Conus bullatus bears a medium-sized to large, moderately firm to firm snail shell , which in adult snails reaches 4.5 to 8 cm in length. The circumference of the body is egg-shaped to narrowly egg-shaped, the outline convex, but less convex or straight at the quarter at the apex and towards the base and in the middle with almost parallel sides. The case mouth is significantly wider at the base than at the shoulder. The shoulder is almost angular to angular or slightly keeled. The thread is low, its contour concave with an apex protruding from the flat thread or straight. The protoconch consists of 3 to 3.5 whorls and has a maximum diameter of around 1 cm. The first 3 to 6 whorls of the teleoconch are covered with tubercles, the later whorls are sometimes slightly keeled. The seam ramps of the Teleoconch are flat, in the later whorls they are concave with an increasing to 2 to 4 spiral grooves, which are only weakly pronounced in the last whorls. The circumference of the body has some weak, narrow, spiral grooves at the base. The basic color of the housing is white and alternating between orange and purple. The area around the body is covered with spiraling rows of orange to reddish-brown spots, lines, bars and spots that alternate irregularly with white spots, in some rows often with triangular spots. On the areas in between there is usually an incomplete to regular network of less noticeable orange to reddish-brown tent-shaped spots. Similar colored spots also form interrupted spiral stripes in the third facing away from the apex, above the middle and sometimes below the shoulder. Fine reddish-brown axially extending lines may extend from the shoulder to the base.
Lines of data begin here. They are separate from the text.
//! Insight Extractor: turns fetched community posts into InsightRecord candidates.
//!
//! Flow: documents → prompt → provider chain → decode → records.
//! No documents, no configured provider, or no usable payload all end in the
//! same static fallback list, so a caller always gets exactly ten records.

use serde::Deserialize;
use tracing::{info, warn};

use crate::insights::fallback::fallback_insights;
use crate::insights::prompts::{INSIGHT_MAX_TOKENS, INSIGHT_PROMPT_TEMPLATE, INSIGHT_SYSTEM};
use crate::llm_client::decode::decode_json;
use crate::llm_client::prompts::JSON_ONLY_INSTRUCTION;
use crate::llm_client::{DecodeError, Origin, ProviderChain};
use crate::models::insight::{topic_url, InsightRecord, Sentiment};
use crate::sources::Document;

/// Records requested per topic.
pub const INSIGHTS_PER_TOPIC: usize = 10;

/// Unpersisted extraction output and where it came from.
#[derive(Debug, Clone)]
pub struct Extraction {
    pub records: Vec<InsightRecord>,
    pub origin: Origin,
}

#[derive(Debug, Deserialize)]
struct ProviderInsight {
    insight: String,
    section: String,
    category: String,
    sentiment: Sentiment,
}

/// Models answer either with a bare array or with the array under "insights".
#[derive(Debug, Deserialize)]
#[serde(untagged)]
enum InsightPayload {
    Bare(Vec<ProviderInsight>),
    Wrapped { insights: Vec<ProviderInsight> },
}

#[derive(Clone)]
pub struct InsightExtractor {
    providers: ProviderChain,
}

impl InsightExtractor {
    pub fn new(providers: ProviderChain) -> Self {
        Self { providers }
    }

    pub async fn extract(&self, topic: &str, documents: &[Document]) -> Extraction {
        if documents.is_empty() {
            info!("No documents for r/{topic}, using fallback insights");
            return fallback(topic);
        }

        let prompt = build_insight_prompt(topic, documents);
        let system = format!("{INSIGHT_SYSTEM} {JSON_ONLY_INSTRUCTION}");

        match self
            .providers
            .first_success(&prompt, &system, INSIGHT_MAX_TOKENS, |text| {
                decode_insights(text, topic)
            })
            .await
        {
            Some((records, provider)) => {
                info!(
                    "Extracted {} insights for r/{topic} via {}",
                    records.len(),
                    provider.name()
                );
                Extraction {
                    records,
                    origin: Origin::Provider(provider),
                }
            }
            None => {
                warn!("No provider produced insights for r/{topic}, using fallback insights");
                fallback(topic)
            }
        }
    }
}

fn fallback(topic: &str) -> Extraction {
    Extraction {
        records: fallback_insights(topic),
        origin: Origin::Fallback,
    }
}

/// Builds one prompt containing every document's title, body and url.
pub fn build_insight_prompt(topic: &str, documents: &[Document]) -> String {
    let documents_text = documents
        .iter()
        .enumerate()
        .map(|(i, d)| {
            format!(
                "POST {}\nTitle: {}\nURL: {}\nBody: {}\n",
                i + 1,
                d.title,
                d.url,
                d.body
            )
        })
        .collect::<Vec<_>>()
        .join("\n");

    INSIGHT_PROMPT_TEMPLATE
        .replace("{count}", &INSIGHTS_PER_TOPIC.to_string())
        .replace("{topic}", topic)
        .replace("{documents}", &documents_text)
}

/// Decodes model output into exactly `INSIGHTS_PER_TOPIC` records.
/// Extra items are dropped; too few is treated as an unusable payload.
pub fn decode_insights(text: &str, topic: &str) -> Result<Vec<InsightRecord>, DecodeError> {
    let items = match decode_json::<InsightPayload>(text)? {
        InsightPayload::Bare(items) => items,
        InsightPayload::Wrapped { insights } => insights,
    };

    if items.len() < INSIGHTS_PER_TOPIC {
        return Err(DecodeError::WrongCount {
            expected: INSIGHTS_PER_TOPIC,
            got: items.len(),
        });
    }

    let source_url = topic_url(topic);
    Ok(items
        .into_iter()
        .take(INSIGHTS_PER_TOPIC)
        .map(|i| InsightRecord {
            topic: topic.to_string(),
            insight: i.insight,
            section: i.section,
            category: i.category,
            sentiment: i.sentiment,
            source_url: source_url.clone(),
        })
        .collect())
}

#[cfg(test)]
mod tests {
    use std::time::Duration;

    use serde_json::{json, Value};
    use wiremock::matchers::method;
    use wiremock::{Mock, MockServer, ResponseTemplate};

    use super::*;
    use crate::config::ProviderConfig;
    use crate::llm_client::Provider;

    fn insight_array(n: usize) -> Value {
        Value::Array(
            (0..n)
                .map(|i| {
                    json!({
                        "insight": format!("Advice {i}"),
                        "section": "Skills",
                        "category": "ATS Optimization",
                        "sentiment": "positive"
                    })
                })
                .collect(),
        )
    }

    fn completion(content: &str) -> Value {
        json!({"choices": [{"message": {"role": "assistant", "content": content}}]})
    }

    fn docs() -> Vec<Document> {
        vec![Document::new(
            "Got 5 interviews after this rewrite",
            "Numbers in every bullet.",
            "https://www.reddit.com/r/resumes/comments/abc/",
        )]
    }

    fn chain(primary: Option<&MockServer>, secondary: Option<&MockServer>) -> ProviderChain {
        let mut config = ProviderConfig {
            timeout: Duration::from_secs(5),
            ..ProviderConfig::unconfigured()
        };
        if let Some(server) = primary {
            config.primary_key = Some("pplx".to_string());
            config.primary_url = server.uri();
        }
        if let Some(server) = secondary {
            config.secondary_key = Some("gsk".to_string());
            config.secondary_url = server.uri();
        }
        ProviderChain::from_config(&config).with_max_attempts(1)
    }

    #[test]
    fn test_prompt_contains_every_document() {
        let prompt = build_insight_prompt("resumes", &docs());
        assert!(prompt.contains("r/resumes"));
        assert!(prompt.contains("Got 5 interviews after this rewrite"));
        assert!(prompt.contains("Numbers in every bullet."));
        assert!(prompt.contains("https://www.reddit.com/r/resumes/comments/abc/"));
        assert!(prompt.contains("exactly 10"));
    }

    #[test]
    fn test_decode_accepts_bare_and_wrapped_arrays() {
        let bare = insight_array(10).to_string();
        assert_eq!(decode_insights(&bare, "jobs").unwrap().len(), 10);

        let wrapped = json!({"insights": insight_array(12)}).to_string();
        let records = decode_insights(&wrapped, "jobs").unwrap();
        assert_eq!(records.len(), 10);
        assert_eq!(records[0].source_url, "https://reddit.com/r/jobs");
    }

    #[test]
    fn test_decode_rejects_short_lists_and_bad_sentiment() {
        let short = insight_array(3).to_string();
        assert!(matches!(
            decode_insights(&short, "jobs"),
            Err(DecodeError::WrongCount { expected: 10, got: 3 })
        ));

        let mut bad = insight_array(10);
        bad[0]["sentiment"] = json!("ecstatic");
        assert!(decode_insights(&bad.to_string(), "jobs").is_err());
    }

    #[tokio::test]
    async fn test_no_documents_skips_providers_and_returns_fallback() {
        let server = MockServer::start().await;
        Mock::given(method("POST"))
            .respond_with(ResponseTemplate::new(200))
            .expect(0)
            .mount(&server)
            .await;

        let extractor = InsightExtractor::new(chain(Some(&server), None));
        let extraction = extractor.extract("resumes", &[]).await;
        assert_eq!(extraction.records.len(), 10);
        assert!(extraction.origin.is_mock());
    }

    #[tokio::test]
    async fn test_no_credentials_returns_fallback() {
        let extractor = InsightExtractor::new(ProviderChain::default());
        let extraction = extractor.extract("resumes", &docs()).await;
        assert_eq!(extraction.records, fallback_insights("resumes"));
        assert_eq!(extraction.origin, Origin::Fallback);
    }

    #[tokio::test]
    async fn test_failing_primary_falls_through_to_secondary() {
        let primary = MockServer::start().await;
        Mock::given(method("POST"))
            .respond_with(ResponseTemplate::new(500))
            .expect(1)
            .mount(&primary)
            .await;
        let secondary = MockServer::start().await;
        Mock::given(method("POST"))
            .respond_with(
                ResponseTemplate::new(200)
                    .set_body_json(completion(&insight_array(10).to_string())),
            )
            .expect(1)
            .mount(&secondary)
            .await;

        let extractor = InsightExtractor::new(chain(Some(&primary), Some(&secondary)));
        let extraction = extractor.extract("resumes", &docs()).await;
        assert_eq!(extraction.origin, Origin::Provider(Provider::Groq));
        assert_eq!(extraction.records[0].insight, "Advice 0");
    }

    #[tokio::test]
    async fn test_malformed_output_everywhere_falls_back() {
        let primary = MockServer::start().await;
        Mock::given(method("POST"))
            .respond_with(
                ResponseTemplate::new(200).set_body_json(completion("Here are ten insights:")),
            )
            .mount(&primary)
            .await;
        let secondary = MockServer::start().await;
        Mock::given(method("POST"))
            .respond_with(ResponseTemplate::new(200).set_body_json(completion("{\"oops\": true}")))
            .mount(&secondary)
            .await;

        let extractor = InsightExtractor::new(chain(Some(&primary), Some(&secondary)));
        let extraction = extractor.extract("resumes", &docs()).await;
        assert!(extraction.origin.is_mock());
        assert_eq!(extraction.records.len(), 10);
    }
}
In the form of pongo the net-like triangular spots are usually missing, but there are more conspicuous fine white axially running lines, in some individuals also orange to reddish-brown cloud patterns. The protoconch and the following two seam ramps are light red, the later seam ramps with orange to reddish-brown radial stripes and spots that often merge in the later whorls. The mouth of the case is usually beige on the edge, deeper inside yellow-orange, with the shape pongo orange-brown on the edge and deeper inside dark brown-red. The periostracum is very thin and translucent.

distribution and habitat

Conus bullatus is distributed in the Indo-Pacific from Zanzibar and Mozambique to the Marquesas and Hawaii , from the East African coast to western Thailand as a form of pongo . It occurs from the intertidal zone to a depth of 240 m, preferably below the intertidal zone up to 50 m. It lives on muddy sand, coral or mussel shill, often under dead coral skeletons outside or inside reefs.

Diet and predators

Conus bullatus' prey consists of fish and snails , which it hunts at night and harpooned with its poisonous radula teeth . However, he himself is preyed on by rays and marble cone snails ( Conus marmoreus ).

literature

  • George Washington Tryon: Manual of Conchology, structural and systematic, with illustrations of the species , vol. VI; Academy of Natural Sciences, Philadelphia 1884. C [onus] bullatus Linn., P. 87.
  • Jerry G. Walls: Cone Shells: A Synopsis of the Living Conidae TFH Publications, Neptune (New Jersey) 1979. p. 247.

Web links

Commons : Conus bullatus  - collection of images, videos and audio files

Individual evidence

  1. Jim McDowall: Cone predation. Hawaiian Shell News 22 (5), May 1974, p. 3.